──────── Extracted data

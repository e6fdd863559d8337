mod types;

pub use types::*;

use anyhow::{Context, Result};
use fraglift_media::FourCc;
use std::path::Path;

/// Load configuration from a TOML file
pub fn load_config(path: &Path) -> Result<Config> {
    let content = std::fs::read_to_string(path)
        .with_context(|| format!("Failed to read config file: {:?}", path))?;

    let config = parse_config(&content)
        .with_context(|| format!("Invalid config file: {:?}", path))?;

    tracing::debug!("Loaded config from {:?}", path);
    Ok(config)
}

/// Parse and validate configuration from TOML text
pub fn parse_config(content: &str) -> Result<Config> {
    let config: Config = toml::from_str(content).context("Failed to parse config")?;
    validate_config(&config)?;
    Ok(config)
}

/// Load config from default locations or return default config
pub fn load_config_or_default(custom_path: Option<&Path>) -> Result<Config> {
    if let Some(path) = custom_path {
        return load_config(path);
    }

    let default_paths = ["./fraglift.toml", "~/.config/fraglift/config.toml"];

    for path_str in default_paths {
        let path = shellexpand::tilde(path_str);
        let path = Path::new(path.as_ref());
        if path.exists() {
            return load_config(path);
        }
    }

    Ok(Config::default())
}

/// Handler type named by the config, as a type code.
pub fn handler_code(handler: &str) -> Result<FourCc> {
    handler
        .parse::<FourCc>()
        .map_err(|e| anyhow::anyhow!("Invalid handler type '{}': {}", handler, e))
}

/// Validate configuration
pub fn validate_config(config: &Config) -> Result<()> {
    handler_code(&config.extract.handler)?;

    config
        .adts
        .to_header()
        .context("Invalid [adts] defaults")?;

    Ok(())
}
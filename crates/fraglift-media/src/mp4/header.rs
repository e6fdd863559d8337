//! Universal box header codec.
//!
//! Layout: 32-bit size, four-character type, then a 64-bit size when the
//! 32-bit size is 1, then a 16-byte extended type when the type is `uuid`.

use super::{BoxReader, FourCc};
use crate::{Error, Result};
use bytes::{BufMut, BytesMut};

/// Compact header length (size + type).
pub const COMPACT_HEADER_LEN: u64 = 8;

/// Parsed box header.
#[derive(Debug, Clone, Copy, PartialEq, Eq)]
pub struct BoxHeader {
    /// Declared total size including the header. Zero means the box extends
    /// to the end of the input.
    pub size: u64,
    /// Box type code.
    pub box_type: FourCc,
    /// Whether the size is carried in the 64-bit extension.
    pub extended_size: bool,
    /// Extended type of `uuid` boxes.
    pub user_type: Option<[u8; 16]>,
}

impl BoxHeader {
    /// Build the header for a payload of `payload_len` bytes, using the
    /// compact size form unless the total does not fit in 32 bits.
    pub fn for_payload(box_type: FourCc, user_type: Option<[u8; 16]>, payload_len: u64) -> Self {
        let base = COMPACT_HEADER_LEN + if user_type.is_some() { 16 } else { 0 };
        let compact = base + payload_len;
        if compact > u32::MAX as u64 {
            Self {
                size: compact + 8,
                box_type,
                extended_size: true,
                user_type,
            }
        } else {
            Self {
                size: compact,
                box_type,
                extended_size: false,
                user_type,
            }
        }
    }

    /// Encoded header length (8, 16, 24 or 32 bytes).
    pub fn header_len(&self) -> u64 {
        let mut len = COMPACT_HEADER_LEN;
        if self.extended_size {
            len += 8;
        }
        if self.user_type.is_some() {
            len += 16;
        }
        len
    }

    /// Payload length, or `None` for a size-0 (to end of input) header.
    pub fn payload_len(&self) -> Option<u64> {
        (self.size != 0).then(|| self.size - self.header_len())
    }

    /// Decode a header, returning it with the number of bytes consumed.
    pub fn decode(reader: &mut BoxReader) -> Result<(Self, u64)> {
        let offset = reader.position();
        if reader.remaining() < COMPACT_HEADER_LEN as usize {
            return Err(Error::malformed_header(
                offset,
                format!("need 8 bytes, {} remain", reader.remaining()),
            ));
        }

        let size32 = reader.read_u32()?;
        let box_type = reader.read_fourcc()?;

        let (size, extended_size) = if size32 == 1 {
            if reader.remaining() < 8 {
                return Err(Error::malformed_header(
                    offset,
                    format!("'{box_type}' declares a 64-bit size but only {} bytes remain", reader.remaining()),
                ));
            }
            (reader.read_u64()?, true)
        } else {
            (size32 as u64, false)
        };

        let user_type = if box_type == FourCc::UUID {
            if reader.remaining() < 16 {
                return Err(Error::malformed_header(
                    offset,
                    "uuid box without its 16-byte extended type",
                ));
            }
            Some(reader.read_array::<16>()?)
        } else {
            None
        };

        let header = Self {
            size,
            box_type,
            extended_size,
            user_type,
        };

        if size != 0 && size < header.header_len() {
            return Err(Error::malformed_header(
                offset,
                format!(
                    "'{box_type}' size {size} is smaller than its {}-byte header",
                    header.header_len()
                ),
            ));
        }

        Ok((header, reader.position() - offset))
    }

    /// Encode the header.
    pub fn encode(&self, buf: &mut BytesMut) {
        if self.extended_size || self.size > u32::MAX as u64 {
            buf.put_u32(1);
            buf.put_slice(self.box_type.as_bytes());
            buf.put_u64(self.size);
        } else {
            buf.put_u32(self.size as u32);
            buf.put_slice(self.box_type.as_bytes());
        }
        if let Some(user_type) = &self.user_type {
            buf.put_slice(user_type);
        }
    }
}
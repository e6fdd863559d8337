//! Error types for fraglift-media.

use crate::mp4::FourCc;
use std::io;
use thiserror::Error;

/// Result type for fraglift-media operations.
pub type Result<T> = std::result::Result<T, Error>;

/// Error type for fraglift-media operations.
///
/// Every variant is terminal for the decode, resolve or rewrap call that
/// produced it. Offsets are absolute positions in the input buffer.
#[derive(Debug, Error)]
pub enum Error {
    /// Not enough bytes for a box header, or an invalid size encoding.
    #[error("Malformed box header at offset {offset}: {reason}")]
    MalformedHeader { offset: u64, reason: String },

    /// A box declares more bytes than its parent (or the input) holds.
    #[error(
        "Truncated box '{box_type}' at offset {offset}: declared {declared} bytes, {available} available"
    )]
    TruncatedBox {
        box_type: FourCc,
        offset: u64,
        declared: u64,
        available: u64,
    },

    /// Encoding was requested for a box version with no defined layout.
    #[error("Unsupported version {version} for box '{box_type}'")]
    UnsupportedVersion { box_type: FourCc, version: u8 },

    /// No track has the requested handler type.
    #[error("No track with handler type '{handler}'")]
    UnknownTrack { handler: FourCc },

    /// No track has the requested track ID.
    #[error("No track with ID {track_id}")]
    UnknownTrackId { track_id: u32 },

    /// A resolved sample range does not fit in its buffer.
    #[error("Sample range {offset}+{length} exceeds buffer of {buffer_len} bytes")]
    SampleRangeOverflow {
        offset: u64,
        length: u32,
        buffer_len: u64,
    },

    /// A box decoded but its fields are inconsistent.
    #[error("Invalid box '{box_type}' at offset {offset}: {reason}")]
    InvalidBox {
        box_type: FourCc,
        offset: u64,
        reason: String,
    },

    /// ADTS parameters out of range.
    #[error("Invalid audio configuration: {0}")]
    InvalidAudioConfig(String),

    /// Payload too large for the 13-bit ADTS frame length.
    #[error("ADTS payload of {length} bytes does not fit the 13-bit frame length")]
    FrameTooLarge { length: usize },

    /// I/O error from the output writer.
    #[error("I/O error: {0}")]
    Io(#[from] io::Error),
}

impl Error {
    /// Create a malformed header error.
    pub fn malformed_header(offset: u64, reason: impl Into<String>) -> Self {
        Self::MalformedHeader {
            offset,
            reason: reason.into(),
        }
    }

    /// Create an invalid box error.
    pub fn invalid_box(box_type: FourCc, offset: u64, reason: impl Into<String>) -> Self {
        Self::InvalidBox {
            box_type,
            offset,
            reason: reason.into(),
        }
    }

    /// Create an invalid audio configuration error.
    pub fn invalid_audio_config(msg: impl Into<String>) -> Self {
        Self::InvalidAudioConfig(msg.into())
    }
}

────────────────

**What is being asked**
Taking the listing above as the source, transcribe only the lines starting at the line with "let (size, extended_size)" and going through the line with "buf.put_u64(self.size);", unaltered and with both ends included.

**Solution for this task**
        let (size, extended_size) = if size32 == 1 {
            if reader.remaining() < 8 {
                return Err(Error::malformed_header(
                    offset,
                    format!("'{box_type}' declares a 64-bit size but only {} bytes remain", reader.remaining()),
                ));
            }
            (reader.read_u64()?, true)
        } else {
            (size32 as u64, false)
        };

        let user_type = if box_type == FourCc::UUID {
            if reader.remaining() < 16 {
                return Err(Error::malformed_header(
                    offset,
                    "uuid box without its 16-byte extended type",
                ));
            }
            Some(reader.read_array::<16>()?)
        } else {
            None
        };

        let header = Self {
            size,
            box_type,
            extended_size,
            user_type,
        };

        if size != 0 && size < header.header_len() {
            return Err(Error::malformed_header(
                offset,
                format!(
                    "'{box_type}' size {size} is smaller than its {}-byte header",
                    header.header_len()
                ),
            ));
        }

        Ok((header, reader.position() - offset))
    }

    /// Encode the header.
    pub fn encode(&self, buf: &mut BytesMut) {
        if self.extended_size || self.size > u32::MAX as u64 {
            buf.put_u32(1);
            buf.put_slice(self.box_type.as_bytes());
            buf.put_u64(self.size);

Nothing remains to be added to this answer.